The sort of worthy project big- name stars tackle to earn artistic and social Brownie points between megabuck sequels, this toplines Matt Dillon as Matthew, a schizophrenic drop-out who takes photographs without putting film in his camera. Thrown on to the streets when his flophouse is demolished, he is befriended by Jerry (Glover), a down-and-out Vietnam veteran, at the Fort Washington Armoury, a huge refuge where the homeless are terrorised by predators. Matthew seems to have healing hands and is dubbed "a saint" by Jerry, who shows the younger man how to survive by washing cars and staying away from the bad guys, all the while dreaming of the idyllic future they can share if they manage to get an address.

Despite its superficially realistic look into the lives of the urban dispossessed of the 90s, this is an idealised throwback to 30s social dramas.
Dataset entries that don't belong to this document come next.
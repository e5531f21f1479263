//! Client Registry module
//!
//! Owns client rows, keyed by email.

mod repository;

pub use repository::{upsert_client_id, ClientRegistry, ClientUpsert};
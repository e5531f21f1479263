//! Storage module
//!
//! The Postgres handle shared by every component, with a per-call deadline.

mod error;
mod handle;

pub use error::{unique_violation, StorageError, StorageResult};
pub use handle::Storage;
//! Command definitions
//!
//! Commands represent intentions to change the system state.

use serde::{Deserialize, Serialize};
use uuid::Uuid;

// =========================================================================
// BookTicketCommand
// =========================================================================

/// Command to book a ticket for a session on behalf of an email
#[derive(Debug, Clone, Serialize, Deserialize)]
pub struct BookTicketCommand {
    pub session_id: Uuid,
    /// Raw email as submitted; validated by the handler
    pub email: String,
}

impl BookTicketCommand {
    pub fn new(session_id: Uuid, email: impl Into<String>) -> Self {
        Self {
            session_id,
            email: email.into(),
        }
    }
}

/// Result of a successful booking
#[derive(Debug, Clone, PartialEq, Eq, Serialize, Deserialize)]
pub struct BookTicketResult {
    pub ticket_id: Uuid,
    pub client_id: Uuid,
    pub session_id: Uuid,
    /// True when the booking created the client
    pub client_created: bool,
}
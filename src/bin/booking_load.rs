//! Booking Load Test
//!
//! Fires concurrent bookings for one session across a small set of emails,
//! then checks that each email produced exactly one client.
//!
//! Run with: cargo run --bin booking_load --release -- --bookings 1000 --clients 20

use std::time::Instant;

use chrono::Utc;
use uuid::Uuid;

use cinego::domain::OperationContext;
use cinego::handlers::{BookTicketCommand, BookTicketHandler};
use cinego::{db, Config, MovieCatalog, Storage};

fn arg_value(args: &[String], flag: &str, default: u64) -> u64 {
    args.iter()
        .position(|a| a == flag)
        .and_then(|i| args.get(i + 1))
        .and_then(|s| s.parse().ok())
        .unwrap_or(default)
}

#[tokio::main]
async fn main() -> anyhow::Result<()> {
    dotenvy::dotenv().ok();

    let args: Vec<String> = std::env::args().collect();
    let booking_count = arg_value(&args, "--bookings", 1000);
    let client_count = arg_value(&args, "--clients", 20).max(1);

    let config = Config::from_env()?;

    println!(
        "Load Test - {} bookings across {} clients",
        booking_count, client_count
    );
    println!("Connecting to database...");

    let pool = db::connect(&config).await?;
    db::apply_schema(&pool).await?;
    let storage = Storage::new(pool.clone(), config.storage_timeout);

    // Seed one movie and one session for this run
    let run_id = Uuid::new_v4().simple().to_string();
    let movie = MovieCatalog::new(storage.clone())
        .create(&format!("Load Test {}", run_id), "")
        .await?;
    let session_id = Uuid::new_v4();
    sqlx::query("INSERT INTO sessions (id, starts_at, movie_slug, room) VALUES ($1, $2, $3, 'load')")
        .bind(session_id)
        .bind(Utc::now())
        .bind(&movie.slug)
        .execute(&pool)
        .await?;

    let start = Instant::now();
    let mut tasks = Vec::with_capacity(booking_count as usize);

    for i in 0..booking_count {
        let handler = BookTicketHandler::new(storage.clone());
        let email = format!("load-{}-{}@example.com", run_id, i % client_count);
        tasks.push(tokio::spawn(async move {
            handler
                .execute(
                    BookTicketCommand::new(session_id, email),
                    &OperationContext::new(),
                )
                .await
        }));
    }

    let mut success_count = 0u64;
    for task in tasks {
        if matches!(task.await, Ok(Ok(_))) {
            success_count += 1;
        }
    }

    let elapsed = start.elapsed();
    let rate = success_count as f64 / elapsed.as_secs_f64();

    let clients: i64 = sqlx::query_scalar("SELECT COUNT(*) FROM clients WHERE email LIKE $1")
        .bind(format!("load-{}-%", run_id))
        .fetch_one(&pool)
        .await?;
    let tickets: i64 = sqlx::query_scalar("SELECT COUNT(*) FROM tickets WHERE session_id = $1")
        .bind(session_id)
        .fetch_one(&pool)
        .await?;

    println!("\n=== Load Test Results ===");
    println!("Total bookings: {}", booking_count);
    println!("Successful: {}", success_count);
    println!("Tickets stored: {}", tickets);
    println!("Clients stored: {} (expected {})", clients, client_count.min(booking_count));
    println!("Time: {:.2}s", elapsed.as_secs_f64());
    println!("Rate: {:.0} bookings/sec", rate);

    if clients as u64 != client_count.min(booking_count) || tickets as u64 != success_count {
        anyhow::bail!("Inconsistent booking state");
    }

    Ok(())
}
The two wounded and abused heroes form an interdependence which helps each to regenerate in his own way: Matthew begins using real film and forms proper relationships in the homeless community, while Jerry almost gets serious about cleaning himself up.

Despite its darkly downbeat finish, the film is still oddly prettified. Dillon looks more like a pin-up than a street person, and Jerry's pain-killers are the heaviest drugs on view. All the violence is perpetrated by two cartoon bad guys, and every other homeless person is a saintly, folksy caricature. Tim Hunter directed River's Edge, one of the most authentically tough and despairing films of the 80s, but here he keeps fumbling into a soft centre.

The problem with this film is that it has Disney-fied 'homelessness' so much that it becomes unrealistically glossy. Although both Dillon and Glover put in powerful performances, the subject matter just loses any of its threat as we see Dillon looking poster-boy perfect in every shot.